En comparaison avec les constructions libres, caractérisées par la possibilité de surprendre le lecteur par une métaphore, les séquences contraintes n’offrent pas cette alternative. Or, nous avons déjà mentionné ci-dessus qu’il est tout à fait possible que le premier sens d’une

expression entre en jeu en même temps que son sens opaque.

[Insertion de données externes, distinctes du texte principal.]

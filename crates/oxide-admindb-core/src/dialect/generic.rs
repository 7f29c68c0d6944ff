//! Generic SQL dialect.

use super::Dialect;

/// A generic SQL dialect using ANSI SQL literals.
#[derive(Debug, Default, Clone, Copy)]
pub struct GenericDialect;

impl GenericDialect {
    /// Creates a new generic dialect.
    #[must_use]
    pub const fn new() -> Self {
        Self
    }
}

impl Dialect for GenericDialect {
    fn name(&self) -> &'static str {
        "generic"
    }
}
//! Binding table synchronization planning.
//!
//! A binding table links one owner row to a set of rows in a bound table,
//! e.g. `admingroup_user (groupnum, usernum)` between admin groups and
//! admin users. [`BindingTable::plan`] computes the two statements that move
//! an owner's stored bindings to a desired set:
//!
//! - an `INSERT ... SELECT` adding bound rows that are desired but missing;
//! - a `DELETE` removing stored bindings that are not desired.
//!
//! Both statements are idempotent. Executing the insert then the delete in
//! one transaction leaves exactly the desired bindings, whatever was stored
//! before. Desired ids that do not exist in the bound table are never
//! inserted.

use std::collections::HashSet;

use crate::dialect::Dialect;
use crate::error::Result;
use crate::field::{check_identifier, FieldSpec, FieldType};
use crate::value::Value;

/// Describes a many-to-many binding table.
#[derive(Debug, Clone, PartialEq, Eq)]
pub struct BindingTable {
    table: String,
    owner_field: FieldSpec,
    value_field: FieldSpec,
    bound_table: String,
    bound_field: FieldSpec,
}

/// The statements that bring one owner's bindings to a desired set.
#[derive(Debug, Clone, PartialEq, Eq)]
pub struct BindingPlan {
    /// Adds missing bindings. `None` when the desired set is empty.
    pub insert: Option<String>,
    /// Removes bindings outside the desired set.
    pub delete: String,
}

impl BindingTable {
    /// Creates a binding description.
    ///
    /// Field arguments use the `type:name` syntax and default to `integer`.
    pub fn new(
        table: &str,
        owner_field: &str,
        value_field: &str,
        bound_table: &str,
        bound_field: &str,
    ) -> Result<Self> {
        Ok(Self {
            table: check_identifier(table)?.to_string(),
            owner_field: FieldSpec::parse(owner_field, FieldType::Integer)?,
            value_field: FieldSpec::parse(value_field, FieldType::Integer)?,
            bound_table: check_identifier(bound_table)?.to_string(),
            bound_field: FieldSpec::parse(bound_field, FieldType::Integer)?,
        })
    }

    /// Returns the binding table name.
    #[must_use]
    pub fn table(&self) -> &str {
        &self.table
    }

    /// Returns the field holding the owner id.
    #[must_use]
    pub const fn owner_field(&self) -> &FieldSpec {
        &self.owner_field
    }

    /// Returns the field holding the bound id.
    #[must_use]
    pub const fn value_field(&self) -> &FieldSpec {
        &self.value_field
    }

    /// Builds the insert and delete statements for `owner` and `desired`.
    ///
    /// Duplicate desired values are collapsed.
    pub fn plan<D: Dialect + ?Sized>(
        &self,
        dialect: &D,
        owner: &Value,
        desired: &[Value],
    ) -> Result<BindingPlan> {
        let owner = dialect.quote(owner, self.owner_field.field_type())?;

        let mut seen = HashSet::new();
        let mut literals = Vec::with_capacity(desired.len());
        for value in desired {
            let literal = dialect.quote(value, self.value_field.field_type())?;
            if seen.insert(literal.clone()) {
                literals.push(literal);
            }
        }

        let mut delete = format!(
            "DELETE FROM {} WHERE {} = {owner}",
            self.table,
            self.owner_field.name()
        );

        if literals.is_empty() {
            return Ok(BindingPlan {
                insert: None,
                delete,
            });
        }

        let value_list = literals.join(", ");

        let insert = format!(
            "INSERT INTO {table} ({owner_field}, {value_field}) \
             SELECT {owner}, {bound_field} FROM {bound_table} \
             WHERE {bound_field} NOT IN \
             (SELECT {value_field} FROM {table} WHERE {owner_field} = {owner}) \
             AND {bound_field} IN ({value_list})",
            table = self.table,
            owner_field = self.owner_field.name(),
            value_field = self.value_field.name(),
            bound_field = self.bound_field.name(),
            bound_table = self.bound_table,
        );

        delete.push_str(&format!(
            " AND {} NOT IN ({value_list})",
            self.value_field.name()
        ));

        Ok(BindingPlan {
            insert: Some(insert),
            delete,
        })
    }

    /// `SELECT value FROM t WHERE owner = <owner>`
    pub fn select_values<D: Dialect + ?Sized>(&self, dialect: &D, owner: &Value) -> Result<String> {
        Ok(format!(
            "SELECT {} FROM {} WHERE {} = {}",
            self.value_field.name(),
            self.table,
            self.owner_field.name(),
            dialect.quote(owner, self.owner_field.field_type())?
        ))
    }
}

Jacqueline Authier-Revuz dans son Méta-énonciation et (dé)figement distingue trois types de réactions méta-énonciatives après une énonciation d'une locution figée :

1) L'énonciateur requiert explicitement l'un des deux sens ; 2) l’énonciateur ressent son dire comme troublé par le deuxième sens, soit le premier, soit l’opaque ; 3) l’énonciateur accueille tous les deux sens.

Le figement peut donc être mis en évidence grâce à l’effet provoqué par le jeu du défigement, qui consiste à supprimer la contrainte qui caractérise les suites figées. Le défigement consiste à ouvrir des paradigmes là où, par définition, il n’y en a pas. Cet effet attire donc l’attention du lecteur et l’effet de surprise attendu met en évidence le phénomène du figement.

Le mot ou une expression loin de la réalité ne fait souvent qu’y tomber. Le mouvement étymologique naturel est alors renversé, ce ne sont plus l’homme et la vie qui créent le langage, mais la langue qui crée des personnages et des événements imaginaires. La littérature abonde en créations de ce type, en premier lieu la littérature populaire ; les fables ne sont le plus souvent que la concrétisation d’un proverbe ou d’une métaphore abstraite.

L’effet littéraire du défigement est utilisé couramment dans les farces ; le caractère équivoque des expressions et les glissements entre sens propre et figuré représentent la source du comique. C’est au lecteur de décider, si l'auteur voulait jouer sur les deux sens : le propre et le figuré ou s'il voulait évoquer seulement le sens figuré. Par exemple,

l’expression figurée prendre d’un sac double moutures, qui signifie «tirer double profit d’une chose », pourrait être prise dans certain contexte au sens propre, par exemple s’il s’agissait d’un meunier qui volait ses clients. Le défigement et son degré dépend éminemment du contexte et de la culture et des compétences du récepteur. JANASLEZAVOKA (2006 :12)

« La plupart des locutions sont ainsi exposées à des contaminations de sens, à des croisement de formes, à de fausses interprétations qui en actualisent des valeurs illusoires ; il est dans leur nature d’être toujours prêtes à basculer dans la fausse étymologie ou le calembour ; souvent même dans le calembour voulu, car la bizarrerie, voir le non-sens, sont une source de succès et de survie pour de nombreuses locutions». (Guiraud, P :4)

Dans ce chapitre, nous avons vu que les expressions figées étaient une des multiples formes que peut revêtir le figement lexical. Le figement est une notion difficile à définir d’une unique façon, mais son omniprésence dans la langue est incontestable.